The Tories' Green Homes Grant scheme is yet another failure of green policymaking.

Ben Pile

Topics Politics Science & Tech UK

This week, the UK government announced it would be scrapping the beleaguered Green Homes Grant scheme. Launched at the end of last summer, the scheme was intended to subsidise the retrofitting of homes, so as to make them energy-efficient and help the UK reduce its CO2 emissions. According to one report, bureaucratic inefficiencies have caused the scheme to be scrapped. Even the green lobbyists who campaigned for it said it was marked by ‘staggering ineptitude’ and ‘incompetent administration’, and was ‘shambolic’ and ‘botched’.

This is not the first catastrophic policy failure of this kind. And yet the climate agenda’s most powerful advocates have yet to admit to their mistakes, or to understand their failures.

Take, for example, the big claims that increasing the energy efficiency of homes could create ‘hundreds of thousands of new green jobs’, create a ‘green industrial revolution’, a ‘green economy’ and ‘lower prices’. These claims accompanied flagship policies championed by the governments of Gordon Brown, David Cameron, and Boris Johnson in the wake of the 2008 Climate Change Act, which required CO2 emissions reduction. Yet the armies of green workers never appeared. Green growth turned out to be mere mould. And the green industrial revolution has amounted to nothing more than industries relocating overseas, where energy prices are lower.

In 2009, Gordon Brown announced a ‘green new deal’, which would create 400,000 ‘green jobs’ in the new ‘environmental sector’. He claimed that by 2017 there would be 1.3million such jobs. It was welcome news in a recession-hit UK at a time when unemployment had hit two million. ‘Under the Great British Refurb we aim to have every loft and cavity wall in the country insulated by 2015 and smart meters in every home by 2020’, Brown wrote in the Guardian, in a torrent of unrealistic green technological promises.
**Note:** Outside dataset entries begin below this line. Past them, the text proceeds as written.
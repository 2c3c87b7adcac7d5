//! Data model — spec.md §3 and the ChunkEnvelope JSON schema in spec.md §6.
//!
//! `ChunkEnvelope` is modeled as a closed, versioned structure rather than
//! the "dynamic dict" the source system used (spec.md §9 Design Notes):
//! `ai_metadata` carries optional forward-compatible fields, but the shape
//! itself is fixed and serializes to exactly the schema in spec.md §6.

use serde::{Deserialize, Serialize};

/// One of the three chunking strategies selected by file type (spec.md §4.2).
#[derive(Clone, Copy, Debug, PartialEq, Eq, Serialize, Deserialize)]
#[serde(rename_all = "snake_case")]
pub enum ChunkStrategy {
    CodeDiscrete,
    ProseDiscrete,
    ProseOverlap,
}

impl ChunkStrategy {
    pub fn as_str(&self) -> &'static str {
        match self {
            ChunkStrategy::CodeDiscrete => "code_discrete",
            ChunkStrategy::ProseDiscrete => "prose_discrete",
            ChunkStrategy::ProseOverlap => "prose_overlap",
        }
    }
}

impl std::str::FromStr for ChunkStrategy {
    type Err = String;
    fn from_str(s: &str) -> Result<Self, Self::Err> {
        match s {
            "code_discrete" => Ok(ChunkStrategy::CodeDiscrete),
            "prose_discrete" => Ok(ChunkStrategy::ProseDiscrete),
            "prose_overlap" => Ok(ChunkStrategy::ProseOverlap),
            other => Err(format!("unknown chunk strategy: {other}")),
        }
    }
}

/// Position of a chunk within its owning file's chunk sequence.
#[derive(Clone, Copy, Debug, PartialEq, Eq, Serialize, Deserialize)]
#[serde(rename_all = "lowercase")]
pub enum ChunkPosition {
    Start,
    Middle,
    End,
}

impl ChunkPosition {
    pub fn as_str(&self) -> &'static str {
        match self {
            ChunkPosition::Start => "start",
            ChunkPosition::Middle => "middle",
            ChunkPosition::End => "end",
        }
    }

    pub fn for_index(index: usize, total: usize) -> Self {
        if total <= 1 {
            ChunkPosition::Start
        } else if index == 0 {
            ChunkPosition::Start
        } else if index == total - 1 {
            ChunkPosition::End
        } else {
            ChunkPosition::Middle
        }
    }
}

/// How a caller retrieving this chunk should expand context, per spec.md §4.2.
#[derive(Clone, Copy, Debug, PartialEq, Eq, Serialize, Deserialize)]
#[serde(rename_all = "snake_case")]
pub enum RetrievalContextSuggestion {
    Adjacent1,
    NextOnly,
    PreviousOnly,
}

impl RetrievalContextSuggestion {
    pub fn for_position(pos: ChunkPosition) -> Self {
        match pos {
            ChunkPosition::Start => RetrievalContextSuggestion::NextOnly,
            ChunkPosition::End => RetrievalContextSuggestion::PreviousOnly,
            ChunkPosition::Middle => RetrievalContextSuggestion::Adjacent1,
        }
    }
}

/// `ai_metadata` block of the ChunkEnvelope JSON schema (spec.md §6).
#[derive(Clone, Debug, Serialize, Deserialize)]
pub struct AiMetadata {
    pub line_count: usize,
    pub word_count: usize,
    pub chunk_position: ChunkPosition,
    pub has_previous: bool,
    pub has_next: bool,
    pub previous_chunk_index: Option<usize>,
    pub next_chunk_index: Option<usize>,
    pub starts_with: String,
    pub ends_with: String,
    pub adjacent_chunk_indexes: [usize; 3],
    pub retrieval_context_suggestion: RetrievalContextSuggestion,
}

/// `metadata` block of the ChunkEnvelope JSON schema (spec.md §6).
#[derive(Clone, Debug, Serialize, Deserialize)]
pub struct ChunkMetadata {
    pub filename: String,
    pub chunk_index: usize,
    pub total_chunks: usize,
    pub chunk_size: usize,
    pub chunk_strategy: ChunkStrategy,
    pub overlap_chars: usize,
    pub file_type: String,
    pub file_hash: String,
    pub created_at: String,
    pub ai_metadata: AiMetadata,
}

/// A single contiguous slice of a file's content with its full metadata
/// (spec.md §3, §6). Self-sufficient for AI consumption.
#[derive(Clone, Debug, Serialize, Deserialize)]
pub struct ChunkEnvelope {
    pub metadata: ChunkMetadata,
    pub content: String,
    /// Not part of the externally-facing JSON schema; carried alongside the
    /// envelope for Storage round-tripping. `None` when embedding failed or
    /// was never attempted for this chunk (spec.md §4.3 EmbedFailure policy).
    #[serde(skip)]
    pub embedding: Option<Vec<f32>>,
    /// Storage row id, populated once persisted. `None` for an envelope that
    /// has not yet been written.
    #[serde(skip)]
    pub row_id: Option<i64>,
    /// Owning file's path, not serialized into the JSON schema (it's implied
    /// by the surrounding response), but needed for internal plumbing.
    #[serde(skip)]
    pub file_path: String,
}

/// File row (spec.md §3, table `file_metadata`).
#[derive(Clone, Debug, Serialize, Deserialize)]
pub struct FileRecord {
    pub path: String,
    pub size: u64,
    pub mtime: f64,
    pub content_hash: String,
    pub file_type: String,
    pub discovered_at: String,
}

/// Per-file content analysis (spec.md §3, table `content_analysis`).
#[derive(Clone, Debug, Serialize, Deserialize)]
pub struct ContentAnalysis {
    pub file_path: String,
    pub keywords: Vec<KeywordScore>,
}

#[derive(Clone, Debug, Serialize, Deserialize)]
pub struct KeywordScore {
    pub keyword: String,
    pub score: f64,
}

/// Append-only scan-run audit row (spec.md §3, table `processing_stats`).
#[derive(Clone, Debug, Serialize, Deserialize)]
pub struct ProcessingSession {
    pub session_id: String,
    pub started_at: String,
    pub ended_at: String,
    pub discovered: u64,
    pub processed: u64,
    pub skipped: u64,
    pub failed: u64,
    pub interrupted: bool,
    pub total_retries: u64,
    pub max_attempts_reached: u64,
}

/// Freshness annotation for a returned file (spec.md §4.8).
#[derive(Clone, Copy, Debug, PartialEq, Eq, Serialize, Deserialize)]
#[serde(rename_all = "snake_case")]
pub enum Freshness {
    Fresh,
    ModifiedSinceIndex,
    Deleted,
    UntrackedNew,
}

impl Freshness {
    pub fn as_str(&self) -> &'static str {
        match self {
            Freshness::Fresh => "fresh",
            Freshness::ModifiedSinceIndex => "modified_since_index",
            Freshness::Deleted => "deleted",
            Freshness::UntrackedNew => "untracked_new",
        }
    }
}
The newly formed Department for Energy and Climate Change added the detail: ‘At least seven million homes will have been offered “whole-house” upgrades with energy efficiency and micro-generation technologies by 2020, and every home by 2030 – virtually eliminating carbon emissions from our homes.’
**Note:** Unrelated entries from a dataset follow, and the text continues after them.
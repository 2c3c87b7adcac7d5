//! Knowledge Engine Server — unified facade over the core, MCP, and HTTP crates.

pub use knowledge_engine_core as core;
pub use knowledge_engine_http as http;
pub use knowledge_engine_mcp as mcp;
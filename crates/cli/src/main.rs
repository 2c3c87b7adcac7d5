//! Knowledge Engine CLI — operator-facing scan/stats/query shell.
//!
//! Calls `knowledge-engine-core` directly for one-shot operations with no
//! server overhead. `serve` re-execs the long-lived server binary.

use clap::{Parser, Subcommand};
use knowledge_engine_core::config::EngineConfig;
use knowledge_engine_core::scanner::Interrupt;
use knowledge_engine_core::storage::{FileFilters, FileOrder};
use knowledge_engine_core::Engine;
use std::path::PathBuf;

#[derive(Parser)]
#[command(name = "keng", version, about)]
struct Cli {
    #[command(subcommand)]
    command: Commands,

    /// Corpus root directory (default: current directory)
    #[arg(long, global = true)]
    root: Option<PathBuf>,

    /// Data directory for the SQLite store (default: ~/data)
    #[arg(long, global = true)]
    data_dir: Option<PathBuf>,

    /// Output as JSON instead of human-readable text
    #[arg(long, global = true)]
    json: bool,
}

#[derive(Subcommand)]
enum Commands {
    /// Scan the corpus root and ingest new/changed files
    Scan {
        /// Re-chunk and re-embed every discovered file, even if unchanged
        #[arg(long)]
        force: bool,
    },
    /// Print corpus-wide statistics
    Stats,
    /// Full-text search (FTS5 syntax)
    SearchText {
        query: String,
        #[arg(long, default_value_t = 20)]
        limit: usize,
    },
    /// Semantic similarity search
    SearchSemantic {
        query: String,
        #[arg(long, default_value_t = 10)]
        top_k: usize,
    },
    /// Keyword (TF-IDF) search
    SearchKeywords {
        keywords: Vec<String>,
        #[arg(long, default_value_t = 20)]
        limit: usize,
    },
    /// List indexed files under a path prefix
    Files {
        #[arg(long)]
        prefix: Option<String>,
        #[arg(long, default_value_t = 50)]
        limit: usize,
    },
    /// Launch the long-lived server (re-execs the `knowledge-engine` binary)
    Serve {
        /// Extra arguments forwarded verbatim to `knowledge-engine`
        #[arg(trailing_var_arg = true)]
        args: Vec<String>,
    },
}

fn load_engine(root: Option<PathBuf>, data_dir: Option<PathBuf>) -> anyhow::Result<Engine> {
    let mut config = EngineConfig::default();
    config.root = match root {
        Some(r) => r.canonicalize().unwrap_or(r),
        None => std::env::current_dir()?,
    };
    if let Some(d) = data_dir {
        config.data_dir = d;
    }
    Ok(Engine::open(config)?)
}

fn print_envelope(json: bool, envelope: &knowledge_engine_core::response::Envelope) {
    if json {
        println!("{}", serde_json::to_string_pretty(envelope).unwrap());
        return;
    }
    println!("status: {:?}", envelope.status);
    for item in &envelope.results {
        println!("{}#{}", item.chunk_envelope.file_path, item.chunk_envelope.metadata.chunk_index);
        for (k, v) in &item.search_metadata {
            println!("  {k}: {v}");
        }
    }
    if envelope.results.is_empty() {
        println!("(no results)");
    }
}

fn main() -> anyhow::Result<()> {
    tracing_subscriber::fmt()
        .with_env_filter(tracing_subscriber::EnvFilter::from_default_env().add_directive("keng=warn".parse().unwrap()))
        .with_target(false)
        .init();

    let cli = Cli::parse();

    match cli.command {
        Commands::Scan { force } => {
            let engine = load_engine(cli.root, cli.data_dir)?;
            let session = engine.scanner().run(&Interrupt::new(), force)?;
            if cli.json {
                println!("{}", serde_json::to_string_pretty(&session)?);
            } else {
                println!(
                    "discovered {} processed {} skipped {} failed {}",
                    session.discovered, session.processed, session.skipped, session.failed
                );
            }
        }
        Commands::Stats => {
            let engine = load_engine(cli.root, cli.data_dir)?;
            print_envelope(cli.json, &engine.query_engine.get_stats());
        }
        Commands::SearchText { query, limit } => {
            let engine = load_engine(cli.root, cli.data_dir)?;
            print_envelope(cli.json, &engine.query_engine.full_text_search(&query, limit, 0));
        }
        Commands::SearchSemantic { query, top_k } => {
            let engine = load_engine(cli.root, cli.data_dir)?;
            print_envelope(cli.json, &engine.query_engine.semantic_search(&query, top_k, 0));
        }
        Commands::SearchKeywords { keywords, limit } => {
            let engine = load_engine(cli.root, cli.data_dir)?;
            print_envelope(cli.json, &engine.query_engine.search_by_keywords(&keywords, limit));
        }
        Commands::Files { prefix, limit } => {
            let engine = load_engine(cli.root, cli.data_dir)?;
            let filters = FileFilters { path_prefix: prefix, ..Default::default() };
            print_envelope(cli.json, &engine.query_engine.search_files(filters, limit, FileOrder::PathAsc));
        }
        Commands::Serve { args } => {
            let exe = std::env::current_exe()?
                .parent()
                .map(|d| d.join("knowledge-engine"))
                .ok_or_else(|| anyhow::anyhow!("could not locate sibling knowledge-engine binary"))?;
            let exe = if exe.exists() { exe } else { PathBuf::from("knowledge-engine") };
            let mut command = std::process::Command::new(exe);
            if let Some(root) = &cli.root {
                command.arg("--root").arg(root);
            }
            if let Some(data_dir) = &cli.data_dir {
                command.arg("--data-dir").arg(data_dir);
            }
            command.args(args);
            let status = command.status()?;
            std::process::exit(status.code().unwrap_or(1));
        }
    }
    Ok(())
}
//! FreshnessLayer — version-control-aware staleness annotation, spec.md §4.8.
//!
//! Repository access via `git2` follows the teacher's `git.rs` (opening the
//! repo, walking the working-tree status, diffing HEAD), generalized from
//! blame/history/churn reporting to per-file freshness classification
//! against the index's recorded `content_hash`/`mtime`.

use crate::model::Freshness;
use crate::storage::{hash_file, Storage};
use git2::{Repository, Status};
use std::path::Path;

pub struct FreshnessLayer {
    repo: Option<Repository>,
}

impl FreshnessLayer {
    /// Opens the git repository at `root`, if any. A corpus that isn't a
    /// git working tree degrades gracefully: every file not found on disk
    /// is `deleted`, everything else that round-trips its stored hash is
    /// `fresh` (spec.md §4.8).
    pub fn open(root: &Path) -> Self {
        match Repository::discover(root) {
            Ok(repo) => Self { repo: Some(repo) },
            Err(e) => {
                tracing::debug!(root = %root.display(), error = %e, "no git repository found, freshness degrades to hash comparison only");
                Self { repo: None }
            }
        }
    }

    /// Classify one indexed file's current freshness (spec.md §4.8).
    pub fn classify(&self, storage: &Storage, root: &Path, rel_path: &str) -> crate::error::Result<Freshness> {
        let abs_path = root.join(rel_path);
        let on_disk = abs_path.exists();
        let indexed = storage.get_file(rel_path)?;

        match (on_disk, indexed) {
            (false, Some(_)) => Ok(Freshness::Deleted),
            (true, None) => Ok(Freshness::UntrackedNew),
            (false, None) => Ok(Freshness::UntrackedNew),
            (true, Some(record)) => {
                if let Some(status) = self.git_status(rel_path) {
                    if status.is_wt_new() {
                        return Ok(Freshness::UntrackedNew);
                    }
                    if status.is_wt_modified() || status.is_wt_deleted() {
                        return Ok(Freshness::ModifiedSinceIndex);
                    }
                }
                let current_hash = hash_file(&abs_path).map_err(crate::error::EngineError::from)?;
                if current_hash == record.content_hash {
                    Ok(Freshness::Fresh)
                } else {
                    Ok(Freshness::ModifiedSinceIndex)
                }
            }
        }
    }

    fn git_status(&self, rel_path: &str) -> Option<Status> {
        let repo = self.repo.as_ref()?;
        repo.status_file(Path::new(rel_path)).ok()
    }
}

#[cfg(test)]
mod tests {
    use super::*;
    use std::io::Write;

    #[test]
    fn non_git_directory_degrades_to_hash_comparison() {
        let dir = tempfile::tempdir().unwrap();
        let layer = FreshnessLayer::open(dir.path());
        assert!(layer.repo.is_none());
    }

    #[test]
    fn missing_file_on_disk_with_indexed_record_would_be_deleted() {
        // Smoke test for the directory-existence branch of classify(); full
        // coverage (with a live Storage) lives in crates/core/tests.
        let dir = tempfile::tempdir().unwrap();
        let abs = dir.path().join("ghost.rs");
        let mut f = std::fs::File::create(&abs).unwrap();
        writeln!(f, "fn main() {{}}").unwrap();
        std::fs::remove_file(&abs).unwrap();
        assert!(!abs.exists());
    }
}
The subsequent Conservative-Liberal Democrat coalition was just as keen on pursuing Brown’s vision. At the 2010 Liberal Democrat party conference, energy and climate change minister Chris Huhne announced a ‘green deal’ (he could hardly call it a new green new deal, could he?), which would ‘create a whole new industry of up to 250,000 jobs, working on 26million homes’. ‘The green deal will be a revolution’, said Huhne, ‘the first scheme of its kind in the developed world, the most ambitious energy-saving plan ever put forward – a once and for all re-fit that will make every home in Britain ready for a low-carbon future’. Phew! ‘No more half-measures, going off at half-cock’, he promised.

But the scheme was less than a half-measure. And it went off at significantly less than half-cock. It took the coalition more than two years to get the scheme up and running, and, when it was eventually launched in January 2013, it failed to impress consumers. Not least because it allowed households to take out loans for energy-efficiency measures attached to the house, rather than to its owners. The next Conservative government shelved the scheme in July 2015. In its two-and-a-half years of existence, just 15,000 homes had taken up the offer.
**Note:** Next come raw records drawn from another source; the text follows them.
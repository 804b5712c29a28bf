//! Job metrics
//!
//! Counters and histograms for the graph jobs, exported in Prometheus text
//! format. Recording never fails; a missing exporter is not an error.
//!
//! # Example
//!
//! ```no_run
//! # use tagmaker_core::metrics::JobMetrics;
//! # async fn example() {
//! let metrics = JobMetrics::new();
//! metrics.record_edges_updated("acme", 12).await;
//! metrics.observe_edge_learning_duration("acme", 0.42).await;
//!
//! let text = metrics.export_prometheus().await;
//! # }
//! ```

use std::collections::BTreeMap;
use std::sync::Arc;
use tokio::sync::RwLock;
use tracing::debug;

/// Upper bounds (seconds) of the edge learning duration histogram
const DURATION_BUCKETS: &[f64] = &[0.1, 0.5, 1.0, 2.5, 5.0, 10.0, 30.0, 60.0, 300.0];

/// Cumulative histogram for one label set
#[derive(Debug, Clone, Default)]
struct Histogram {
    /// Per-bucket counts, aligned with `DURATION_BUCKETS`
    buckets: Vec<u64>,
    sum: f64,
    count: u64,
}

impl Histogram {
    fn observe(&mut self, value: f64) {
        if self.buckets.is_empty() {
            self.buckets = vec![0; DURATION_BUCKETS.len()];
        }
        for (bound, slot) in DURATION_BUCKETS.iter().zip(self.buckets.iter_mut()) {
            if value <= *bound {
                *slot += 1;
            }
        }
        self.sum += value;
        self.count += 1;
    }
}

#[derive(Debug, Default)]
struct MetricsState {
    edges_updated: BTreeMap<String, u64>,
    edge_learning_duration: BTreeMap<String, Histogram>,
    tags_rebalanced: u64,
}

/// Shared metrics sink for the graph jobs
#[derive(Debug, Clone, Default)]
pub struct JobMetrics {
    state: Arc<RwLock<MetricsState>>,
}

impl JobMetrics {
    pub fn new() -> Self {
        Self::default()
    }

    /// Add `count` to `mme_edges_updated_total{org}`
    pub async fn record_edges_updated(&self, org_id: &str, count: usize) {
        let mut state = self.state.write().await;
        *state.edges_updated.entry(org_id.to_string()).or_insert(0) += count as u64;
    }

    /// Observe one per-organization edge learning duration
    pub async fn observe_edge_learning_duration(&self, org_id: &str, seconds: f64) {
        let mut state = self.state.write().await;
        state
            .edge_learning_duration
            .entry(org_id.to_string())
            .or_default()
            .observe(seconds);
    }

    /// Add `count` to `mme_tag_rebalanced_total`
    pub async fn record_tags_rebalanced(&self, count: usize) {
        let mut state = self.state.write().await;
        state.tags_rebalanced += count as u64;
    }

    /// Current value of the edge counter for one organization
    pub async fn edges_updated(&self, org_id: &str) -> u64 {
        self.state
            .read()
            .await
            .edges_updated
            .get(org_id)
            .copied()
            .unwrap_or(0)
    }

    /// Current value of the rebalance counter
    pub async fn tags_rebalanced(&self) -> u64 {
        self.state.read().await.tags_rebalanced
    }

    /// Export metrics in Prometheus text format
    pub async fn export_prometheus(&self) -> String {
        let state = self.state.read().await;
        let mut output = String::new();

        output.push_str("# HELP mme_edges_updated_total Directed tag edges written by edge learning\n");
        output.push_str("# TYPE mme_edges_updated_total counter\n");
        for (org, value) in &state.edges_updated {
            output.push_str(&format!(
                "mme_edges_updated_total{{org=\"{}\"}} {}\n",
                escape_label(org),
                value
            ));
        }

        output.push_str("# HELP mme_tag_rebalanced_total Tags whose tier changed\n");
        output.push_str("# TYPE mme_tag_rebalanced_total counter\n");
        output.push_str(&format!("mme_tag_rebalanced_total {}\n", state.tags_rebalanced));

        output.push_str(
            "# HELP mme_edge_learning_duration_seconds Edge learning time per organization\n",
        );
        output.push_str("# TYPE mme_edge_learning_duration_seconds histogram\n");
        for (org, hist) in &state.edge_learning_duration {
            let org = escape_label(org);
            for (bound, count) in DURATION_BUCKETS.iter().zip(&hist.buckets) {
                output.push_str(&format!(
                    "mme_edge_learning_duration_seconds_bucket{{org=\"{}\",le=\"{}\"}} {}\n",
                    org, bound, count
                ));
            }
            output.push_str(&format!(
                "mme_edge_learning_duration_seconds_bucket{{org=\"{}\",le=\"+Inf\"}} {}\n",
                org, hist.count
            ));
            output.push_str(&format!(
                "mme_edge_learning_duration_seconds_sum{{org=\"{}\"}} {}\n",
                org, hist.sum
            ));
            output.push_str(&format!(
                "mme_edge_learning_duration_seconds_count{{org=\"{}\"}} {}\n",
                org, hist.count
            ));
        }

        debug!("Exported metrics ({} bytes)", output.len());
        output
    }
}

fn escape_label(value: &str) -> String {
    value
        .replace('\\', "\\\\")
        .replace('"', "\\\"")
        .replace('\n', "\\n")
}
This brings us to the Green Homes Grant, which has folded after just seven months. Households were offered subsidies of two thirds of the cost of retrofitting up to £5,000, which could help cover insulation, ‘low carbon heat’, such as heat pumps, draft proofing and double glazing. For all Boris Johnson’s ‘build back better’ hype, this scheme has proven to be no more enduring than Brown’s ‘building Britain’s future’. It follows the Green New Deal and the Green Deal into the recycling bin.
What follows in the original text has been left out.